Exercise requirements: Below is a block of records. Copy every line in it that contains the word "carried".

Extracted entries below:

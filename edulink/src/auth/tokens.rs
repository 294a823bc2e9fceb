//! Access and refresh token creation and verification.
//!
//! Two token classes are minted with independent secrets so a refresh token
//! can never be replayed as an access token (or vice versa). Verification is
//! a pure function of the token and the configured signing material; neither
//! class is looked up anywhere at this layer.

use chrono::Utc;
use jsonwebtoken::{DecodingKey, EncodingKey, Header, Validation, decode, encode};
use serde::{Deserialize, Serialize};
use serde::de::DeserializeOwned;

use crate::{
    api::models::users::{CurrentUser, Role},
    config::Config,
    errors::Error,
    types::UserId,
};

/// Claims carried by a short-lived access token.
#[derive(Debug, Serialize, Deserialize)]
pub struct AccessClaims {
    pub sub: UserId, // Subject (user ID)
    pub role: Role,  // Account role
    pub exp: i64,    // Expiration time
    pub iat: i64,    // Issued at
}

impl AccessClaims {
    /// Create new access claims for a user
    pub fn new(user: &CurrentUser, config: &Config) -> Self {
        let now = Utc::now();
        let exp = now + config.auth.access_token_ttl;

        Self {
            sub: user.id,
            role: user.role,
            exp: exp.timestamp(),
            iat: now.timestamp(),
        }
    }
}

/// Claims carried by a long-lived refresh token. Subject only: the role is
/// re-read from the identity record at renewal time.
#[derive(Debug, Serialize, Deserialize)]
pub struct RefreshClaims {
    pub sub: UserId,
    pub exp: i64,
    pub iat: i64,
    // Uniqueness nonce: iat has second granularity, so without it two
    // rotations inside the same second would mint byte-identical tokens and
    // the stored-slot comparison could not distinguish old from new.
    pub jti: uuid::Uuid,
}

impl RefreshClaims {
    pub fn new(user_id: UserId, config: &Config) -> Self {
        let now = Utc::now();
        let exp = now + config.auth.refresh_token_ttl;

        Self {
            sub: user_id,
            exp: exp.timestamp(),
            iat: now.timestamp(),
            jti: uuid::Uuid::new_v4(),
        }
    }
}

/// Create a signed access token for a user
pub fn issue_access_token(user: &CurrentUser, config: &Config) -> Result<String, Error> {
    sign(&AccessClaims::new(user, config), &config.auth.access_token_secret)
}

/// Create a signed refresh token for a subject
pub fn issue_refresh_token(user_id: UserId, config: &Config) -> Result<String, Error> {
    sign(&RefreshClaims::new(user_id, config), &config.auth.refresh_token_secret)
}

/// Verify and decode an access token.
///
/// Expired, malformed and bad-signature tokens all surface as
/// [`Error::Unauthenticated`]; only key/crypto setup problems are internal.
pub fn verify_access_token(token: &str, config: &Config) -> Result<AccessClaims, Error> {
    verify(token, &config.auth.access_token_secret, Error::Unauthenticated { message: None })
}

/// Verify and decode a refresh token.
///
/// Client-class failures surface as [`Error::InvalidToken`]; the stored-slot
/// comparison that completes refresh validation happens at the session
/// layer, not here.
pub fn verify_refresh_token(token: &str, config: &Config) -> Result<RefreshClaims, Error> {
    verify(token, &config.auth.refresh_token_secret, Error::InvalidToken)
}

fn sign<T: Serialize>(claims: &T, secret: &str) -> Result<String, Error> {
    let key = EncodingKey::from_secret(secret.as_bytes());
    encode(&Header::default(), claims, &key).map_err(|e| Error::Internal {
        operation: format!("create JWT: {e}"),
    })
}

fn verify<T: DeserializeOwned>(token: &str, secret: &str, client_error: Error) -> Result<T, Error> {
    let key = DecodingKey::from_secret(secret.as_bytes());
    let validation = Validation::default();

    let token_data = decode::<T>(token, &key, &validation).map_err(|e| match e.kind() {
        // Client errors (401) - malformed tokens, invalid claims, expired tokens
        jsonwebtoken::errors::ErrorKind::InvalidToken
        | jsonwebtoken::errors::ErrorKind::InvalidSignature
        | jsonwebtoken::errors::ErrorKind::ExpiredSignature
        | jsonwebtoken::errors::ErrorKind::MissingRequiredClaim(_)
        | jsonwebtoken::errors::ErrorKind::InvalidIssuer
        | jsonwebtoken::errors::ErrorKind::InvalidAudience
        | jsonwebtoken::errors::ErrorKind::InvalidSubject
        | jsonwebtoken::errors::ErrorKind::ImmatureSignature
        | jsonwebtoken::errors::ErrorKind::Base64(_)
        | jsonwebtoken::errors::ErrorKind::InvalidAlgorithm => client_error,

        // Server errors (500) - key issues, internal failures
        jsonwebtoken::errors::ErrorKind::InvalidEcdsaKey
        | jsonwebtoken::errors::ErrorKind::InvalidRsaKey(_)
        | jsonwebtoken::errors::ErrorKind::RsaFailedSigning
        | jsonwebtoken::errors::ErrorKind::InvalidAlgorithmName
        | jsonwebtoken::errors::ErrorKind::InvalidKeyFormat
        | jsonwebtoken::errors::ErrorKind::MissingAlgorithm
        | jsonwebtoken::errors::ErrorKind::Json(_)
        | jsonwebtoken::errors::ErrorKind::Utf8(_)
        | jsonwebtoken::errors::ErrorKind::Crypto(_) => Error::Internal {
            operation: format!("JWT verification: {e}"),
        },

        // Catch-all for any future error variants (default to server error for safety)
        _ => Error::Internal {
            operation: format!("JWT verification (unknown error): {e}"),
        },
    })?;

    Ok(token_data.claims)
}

End of Extracted entries.

Problem solution:
/// Claims carried by a short-lived access token.
/// Claims carried by a long-lived refresh token. Subject only: the role is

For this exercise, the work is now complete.